In recent years, developments in next-generation sequencing technology and computational methodology have made it possible to reconstruct, with increasing precision, the evolutionary history of tumors and their cell phylogenies, represented as mutation trees. Many mutation tree inference tools exist, yet they only provide visualizations of individual output trees, with limited amount of details, which makes it difficult to inspect the mutation trees at the cohort level and understand their differences and commonalities, an important task in computational oncology highly relevant for tumor board clinical decisions.
We introduce oncotreeVIS, an interactive graphical user interface for visualizing mutation tree cohorts and tree posterior distributions obtained from mutation tree inference tools. OncotreeVIS can display mutation trees that encode single or joint genetic events, such as point mutations and copy number changes, and highlight subclones with matching mutation events, conserved trajectories, drug-gene interactions, and k-nearest neighbor trees. OncotreeVIS facilitates the visual inspection of mutation tree clusters and pairwise tree distances, if provided by the user. It is available both as a JavaScript library that can be used locally or as a web application that can be accessed online to visualize seven default datasets of public mutation tree cohorts, or new user data provided in a predefined JSON format.
OncotreeVIS can be used (1) locally by including the javascript library and calling the oncotreeVIS function with two arguments (the input in json format -- see below, and the id of an empty div container), and (2), using our web app to visualize predefined datasets or your own in the required format (see below).
The expected input is a JSON file with the following key values:
Key | Data structure |
---|---|
trees | Nested data structure representing a tree in JSON format, as used in D3.js and anytree (python) libraries.
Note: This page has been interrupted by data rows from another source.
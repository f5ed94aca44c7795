//! Branded ID newtypes for type safety.
//!
//! Tasks and users both carry opaque string identifiers assigned by the
//! backend. Wrapping them keeps a user id from being passed where a task id
//! is expected. Backends that mint ids themselves use UUID v7.

use serde::{Deserialize, Serialize};
use std::fmt;
use uuid::Uuid;

macro_rules! branded_id {
    ($(#[$meta:meta])* $name:ident) => {
        $(#[$meta])*
        #[derive(Clone, Debug, PartialEq, Eq, Hash, PartialOrd, Ord, Serialize, Deserialize)]
        #[serde(transparent)]
        pub struct $name(String);

        impl $name {
            /// Mint a fresh ID (UUID v7, time-ordered).
            #[must_use]
            pub fn generate() -> Self {
                Self(Uuid::now_v7().to_string())
            }

            /// Return the inner string as a slice.
            #[must_use]
            pub fn as_str(&self) -> &str {
                &self.0
            }

            /// Consume self and return the inner `String`.
            #[must_use]
            pub fn into_inner(self) -> String {
                self.0
            }
        }

        impl std::ops::Deref for $name {
            type Target = str;
            fn deref(&self) -> &str {
                &self.0
            }
        }

        impl AsRef<str> for $name {
            fn as_ref(&self) -> &str {
                &self.0
            }
        }

        impl fmt::Display for $name {
            fn fmt(&self, f: &mut fmt::Formatter<'_>) -> fmt::Result {
                f.write_str(&self.0)
            }
        }

        impl From<String> for $name {
            fn from(s: String) -> Self {
                Self(s)
            }
        }

        impl From<&str> for $name {
            fn from(s: &str) -> Self {
                Self(s.to_owned())
            }
        }

        impl From<$name> for String {
            fn from(id: $name) -> Self {
                id.0
            }
        }
    };
}

branded_id! {
    /// Unique identifier for a task row, assigned by the backend at insert.
    TaskId
}

branded_id! {
    /// Unique identifier for an authenticated user.
    UserId
}

// ─────────────────────────────────────────────────────────────────────────────
// Tests
// ─────────────────────────────────────────────────────────────────────────────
Each node has one or more child nodes (node.children), except for the leaves. In addition, each node has the following attributes: node_id (string/int, required), matching_label (required), size_percent (float, optional), metadata (dictionary, optional), gene_events (dictionary, optional), is_neutral (boolean, optional). The gene_events attribute has two predefined keys ("mutation" and "CNA"), but any other key names can be used. The values for the "CNA" event key are specifically interpreted as amplification or deletion amounts w.r.t. the neutral states. The first three letters of the event key are used in the visualization for displaying a summary for the gene events. Example of JSON tree: "AML-03-001": {"tree": {"node_id": 0, "matching_label": 0, "children": [{"node_id": 407, "matching_label": 14, "size_percent": 0.228, "gene_events": {"FLT3-ITD": {"mutation": ""}}, "children": [{"node_id": 408, "matching_label": 5, "size_percent": 0.772, "gene_events": {"NPM1": {"mutation": "p.L287fs"}}}]}]}, "metadata": {"Chemo": "No", "Gender": "Female", "VitalStatus": "Dead NOS", "age": 59, "Diagnosis": "AML", "Response": "CR"}} Examples for gene_events dictionary: "gene_events": {"NPM1": {"mutation": "p.L287fs"}, "AKT3": {"CNA": 2}, "JAK2": {"CNA": -1}, "TP53": {"CNA”: "-", "expression": "0.34"}} |
clusters | List of lists of tree ids (strings). Example: [['AML-55-001', 'AML-33-001', 'AML-57-001', 'AML-11-001'], ['AML-77-001'], ['AML-50-001', 'AML-102-001'], … ] Such a clustering can be obtainen e.g., with oncotree2vec. |
pairwise_tree_distances | List of dictionaries where the keys are the tree ids of the pair of trees (strings) and the values are the distance scores (float). Example: [{'sample_1': 'AML-73-001', 'sample_2': 'AML-22-001', 'distance': 0.6072}, … ] A tree distance metric can be obtained e.g., with oncotree2vec. |
highlighted_genes | Styles used: color code or keywords "bold", "italic", "underline". Example: {"JAK2": "bold", "PTEN": "italic", "TP53": "#b4a7d6", "FLT3-ITD": "lightsteelblue"} |
The JSON files used for the predefined datasets are available in the data folder.